We conducted an Exploratory regression to determine the highest correlated variable, and then Generalized Linear Regression, Spatial Lag Regression, and Geographically Weighted Regression to determine the best model.

Exploratory Regression and Selection of Model

We used exploratory regression to determine a fitting model for each disease. The dependent variables are asthma and cardiovascular disease. Since each regression can only run one dependent variable at a time, each disease had its own regression. The exploratory regression gave 5 of 5 variables the highest R-squared and lowest AICc. Initially, we were going to incorporate all 5 variables into our model, but for the GWR analysis to run on ArcGIS without errors (discussed in later steps), it required no multicollinearity, which is redundant values. GWR would only run with 1 variable, after testing every combination of variable to see if GWR would run. We reframed our analysis to analyze the top explanatory variable for each disease.

Generalized Linear Regression

For the top variable identified in the exploratory regression, GLR was run on ArcGIS. GLR is also called the ordinary least squares regression (OLS), which is an aspatial method.

Spatial Lag Regression

Spatially lagged regression is a variant of OLS that includes a variable that reflects the neighboring conditions. It tells us how local the conditions are by taking into account spatial effects. This regression was conducted on GeoDa. The spatial weights file used a Queen contiguity and an order of 1, which means all the neighbors around a particular census tract for 1 iteration.

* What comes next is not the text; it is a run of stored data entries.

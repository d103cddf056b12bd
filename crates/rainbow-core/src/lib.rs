//! Data model, hash-registry abstraction, reduction, and name codec shared by
//! every crate in the rainbow-table engine.

pub mod chain;
pub mod error;
pub mod hash;
pub mod name_codec;
pub mod reduce;

pub use chain::{Chain, TableParams, CHAIN_RECORD_SIZE};
pub use error::RainbowError;
pub use hash::{HashFunction, HashRegistry, Scratch, Seed, MAX_DIGEST_LEN};
pub use name_codec::{decode_table_name, encode_table_name, DecodedTableName};
pub use reduce::reduce;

Geographically Weighted Regression

GWR is a variant of OLS but conducted at a local scale, with a regression equation for every census tract in the dataset. It tells us about the spatial autocorrelation of the dependent variable. GWR was conducted on ArcGIS. The model type is continuous/Gaussian, and the neighborhood type is number of neighbors. The Golden Search Method was used to let the computer decide on the ideal number of neighbors.